QR Code Verification
technicalFull Name: QR Code Credential Verification
Definition
QR Code Verification is a credential presentation and verification method in the EUDI Wallet ecosystem that uses Quick Response (QR) codes as the initial communication mechanism between a wallet holder and a relying party. The QR code serves as a bridge between the physical and digital worlds, enabling face-to-face (proximity) verification scenarios where the wallet holder displays a QR code on their smartphone screen, which the verifier scans using a dedicated reader application or device. This mechanism supports both the ISO 18013-5 mobile driving license standard and the OpenID4VP protocol for verifiable presentations, making it a versatile verification method that works across different credential types, online and offline environments, and cross-border scenarios throughout the EU.
How QR Code Verification Works in EUDI Wallets
The QR code verification flow in the EUDI Wallet follows a carefully designed protocol that balances usability with security. The process begins when a verifier needs to check a credential -- for example, a police officer checking a mobile driving license, a bartender verifying age, or a border guard confirming identity. The verifier's application generates a verification request, which may be presented as a QR code for the wallet holder to scan, or alternatively, the wallet generates a device engagement QR code for the verifier to scan.
In the ISO 18013-5 proximity flow (used for mobile driving licenses), the wallet holder opens their EUDI Wallet app and selects the credential to present. The wallet displays a device engagement QR code containing an ephemeral public key and connection parameters. The verifier scans this QR code, extracts the connection information, and establishes a secure session using Bluetooth Low Energy (BLE), NFC, or Wi-Fi Aware. The actual credential data is then transmitted over this encrypted channel, not through the QR code itself.

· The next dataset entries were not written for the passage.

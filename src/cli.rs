//! CLI argument definitions using clap derive macros.

use std::path::PathBuf;

use clap::Parser;

use patchget::catalog::DEFAULT_CATALOG_FILE;
use patchget::transport::constants::DEFAULT_PORTAL_URL;

/// Download patch archives from the vendor support portal.
///
/// Run parameters are given as key=value tokens:
///
///   patch=<n>[,<n>...]  platform=<code>[,<code>...]  regexp=<pattern>
///   reset=yes  download=all  stagedir=<dir>  MOSUser=<user>  MOSPass=<pass>
///   silent=yes  debug=yes
#[derive(Parser, Debug)]
#[command(name = "patchget")]
#[command(author, version, about, verbatim_doc_comment)]
pub struct Args {
    /// Run parameters (key=value)
    #[arg(value_name = "KEY=VALUE")]
    pub params: Vec<String>,

    /// Increase log verbosity (-v for debug, -vv for trace)
    #[arg(short, long, action = clap::ArgAction::Count)]
    pub verbose: u8,

    /// Only log errors
    #[arg(short, long)]
    pub quiet: bool,

    /// Platform cache file
    #[arg(long, default_value = DEFAULT_CATALOG_FILE)]
    pub catalog_file: PathBuf,

    /// Portal base URL
    #[arg(long, default_value = DEFAULT_PORTAL_URL, hide = true)]
    pub portal_url: String,
}

impl Args {
    /// Log filter used when `RUST_LOG` is not set.
    pub fn default_log_level(&self) -> &'static str {
        if self.quiet {
            "error"
        } else {
            match self.verbose {
                0 => "warn",
                1 => "debug",
                _ => "trace",
            }
        }
    }
}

For online verification scenarios using OpenID4VP, the flow is reversed: the relying party website displays a QR code containing an authorization request URI. The user scans this QR code with their EUDI Wallet, reviews the requested attributes, and authorizes the presentation. The wallet then sends the verifiable presentation directly to the relying party's backend over HTTPS. This same-device and cross-device flow pattern makes QR codes equally useful for in-person and remote verification.
Offline Verification Capabilities
One of the most important properties of QR code verification in the EUDI Wallet ecosystem is its ability to function without internet connectivity. This is critical for real-world deployment scenarios where network access is unreliable or unavailable, such as rural traffic stops, underground venues, emergency situations, or remote border crossings. The offline capability is achieved through several design decisions.

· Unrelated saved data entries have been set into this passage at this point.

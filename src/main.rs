//! Metaplate CLI
//!
//! Renders metadata templates against files:
//!   metaplate -p "{filepath.name}" -p "{size}" song.mp3 notes.pdf
//!
//! Output is one line per file by default; `--csv` and `--json` switch to
//! record-oriented output keyed by template labels.

use std::path::PathBuf;
use std::process::ExitCode;

use clap::Parser;

use metaplate::{
    parse, render_with_options, FileHandle, ProviderRegistry, RenderOptions, Template,
};

mod report;

#[derive(Parser)]
#[command(name = "metaplate")]
#[command(about = "Print file metadata rendered through MTL templates")]
struct Cli {
    /// Files to render templates against
    #[arg(required = true)]
    files: Vec<PathBuf>,

    /// Template to render; repeatable. An optional `LABEL:` or `LABEL=`
    /// prefix names the CSV column / JSON key.
    #[arg(short = 'p', long = "print", required = true)]
    templates: Vec<String>,

    /// Emit CSV records instead of plain lines
    #[arg(long, conflicts_with = "json")]
    csv: bool,

    /// Emit JSON records instead of plain lines
    #[arg(long)]
    json: bool,

    /// With --json, emit one array instead of an object per line
    #[arg(long, requires = "json")]
    array: bool,

    /// Omit the filename column/key/prefix
    #[arg(long)]
    no_filename: bool,

    /// Use the full path instead of the file name
    #[arg(long)]
    path: bool,

    /// Separate printed values with NUL instead of space
    #[arg(long, conflicts_with_all = ["csv", "json"])]
    null_separator: bool,

    /// With --csv, skip the header row
    #[arg(long, requires = "csv")]
    no_header: bool,

    /// CSV delimiter; `tab` or `\t` for tab-separated output
    #[arg(long, requires = "csv")]
    delimiter: Option<String>,

    /// Text substituted for fields with no value (default: empty)
    #[arg(long)]
    undefined: Option<String>,
}

struct Column {
    label: String,
    template: Template,
}

fn main() -> ExitCode {
    let cli = Cli::parse();

    let mut columns = Vec::new();
    for source in &cli.templates {
        let body = report::split_label(source).map_or(source.as_str(), |(_, body)| body);
        let template = match parse(body) {
            Ok(t) => t,
            Err(e) => {
                eprintln!("{}", e.format(body, "template"));
                return ExitCode::from(2);
            }
        };
        columns.push(Column {
            label: report::field_label(source, &template),
            template,
        });
    }

    // render misses with a sentinel so defaults stay expressible while
    // missing values become the --undefined text
    let sentinel = format!("__metaplate_none_{}__", std::process::id());
    let options = RenderOptions::default().with_none_str(sentinel.clone());
    let undefined = cli.undefined.clone().unwrap_or_default();
    let registry = ProviderRegistry::with_builtins();

    let mut failed = false;
    let mut json_records = Vec::new();

    if cli.csv && !cli.no_header {
        let mut labels: Vec<String> = columns.iter().map(|c| c.label.clone()).collect();
        if !cli.no_filename {
            labels.insert(0, "filename".to_string());
        }
        println!("{}", report::csv_row(&labels, csv_delimiter(&cli)));
    }

    for path in &cli.files {
        let file = FileHandle::new(path);
        let display_name = if cli.path {
            path.display().to_string()
        } else {
            path.file_name()
                .map(|n| n.to_string_lossy().into_owned())
                .unwrap_or_else(|| path.display().to_string())
        };

        let mut rendered: Vec<(String, Vec<String>)> = Vec::new();
        let mut file_failed = false;
        for column in &columns {
            match render_with_options(&column.template, &file, &registry, &options) {
                Ok(values) => {
                    let values = values
                        .into_iter()
                        .map(|v| v.replace(&sentinel, &undefined))
                        .collect();
                    rendered.push((column.label.clone(), values));
                }
                Err(e) => {
                    eprintln!("error: {}: {e}", path.display());
                    file_failed = true;
                    break;
                }
            }
        }
        if file_failed {
            failed = true;
            continue;
        }

        if cli.csv {
            let mut row: Vec<String> = rendered
                .iter()
                .map(|(_, values)| values.join(" "))
                .collect();
            if !cli.no_filename {
                row.insert(0, display_name.clone());
            }
            println!("{}", report::csv_row(&row, csv_delimiter(&cli)));
        } else if cli.json {
            let mut record_columns = rendered;
            if !cli.no_filename {
                record_columns.push(("filename".to_string(), vec![display_name.clone()]));
            }
            let record = report::json_record(record_columns);
            if cli.array {
                json_records.push(record);
            } else {
                println!("{}", pretty(&record));
            }
        } else {
            let values: Vec<String> = rendered
                .into_iter()
                .flat_map(|(_, values)| values)
                .collect();
            let separator = if cli.null_separator { "\0" } else { " " };
            let header = if cli.no_filename {
                String::new()
            } else {
                format!("{display_name}: ")
            };
            println!("{header}{}", values.join(separator));
        }
    }

    if cli.json && cli.array {
        println!("{}", pretty(&serde_json::Value::Array(json_records)));
    }

    if failed {
        ExitCode::FAILURE
    } else {
        ExitCode::SUCCESS
    }
}

fn csv_delimiter(cli: &Cli) -> char {
    match cli.delimiter.as_deref() {
        Some("tab") | Some("TAB") | Some("\\t") | Some("\t") => '\t',
        Some(s) => s.chars().next().unwrap_or(','),
        None => ',',
    }
}

fn pretty(value: &serde_json::Value) -> String {
    serde_json::to_string_pretty(value).unwrap_or_else(|_| value.to_string())
}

First, the credential signatures are self-contained: the issuer's digital signature on the credential can be verified using the issuer's public key, which the verifier caches locally from the EU Trusted Lists. Second, the local communication channel (BLE or NFC) operates independently of internet connectivity. Third, revocation status can be checked using short-lived credentials or pre-cached status lists that the verifier periodically updates when connectivity is available.
The offline verification model does introduce a trade-off regarding revocation freshness. If a credential has been revoked after the verifier's last status update, the verifier may accept a revoked credential. To mitigate this, the EUDI Wallet ecosystem uses credential validity periods (short-lived attestations that expire frequently) and encourages verifiers to update their cached revocation data as frequently as possible. For high-security scenarios, the verifier can require online verification to check real-time revocation status.
Security Architecture of QR Code Presentations
The security of QR code verification relies on multiple cryptographic layers rather than on the QR code format itself. Each verification session uses ephemeral key agreement to establish a fresh encrypted channel, preventing replay attacks. The session transcript (a hash of all exchanged messages) is included in the wallet's response, ensuring that a captured presentation cannot be replayed in a different session.
Device binding provides an additional security layer: when the wallet presents a credential, it includes a proof of possession signed by the device-bound private key stored in the secure enclave. This proves that the credential is being presented from the legitimate device, not from a clone or screenshot. Even if an attacker photographs the QR code from the wallet holder's screen, they cannot complete the verification protocol because they lack the device-bound private key.
The selective disclosure mechanism allows the wallet to present only the specific attributes requested by the verifier, rather than the entire credential. For an age verification, the QR code flow results in only a boolean "over 18" confirmation being transmitted, not the full driving license data. This minimizes the data exposure in each verification transaction and aligns with the GDPR data minimization principle.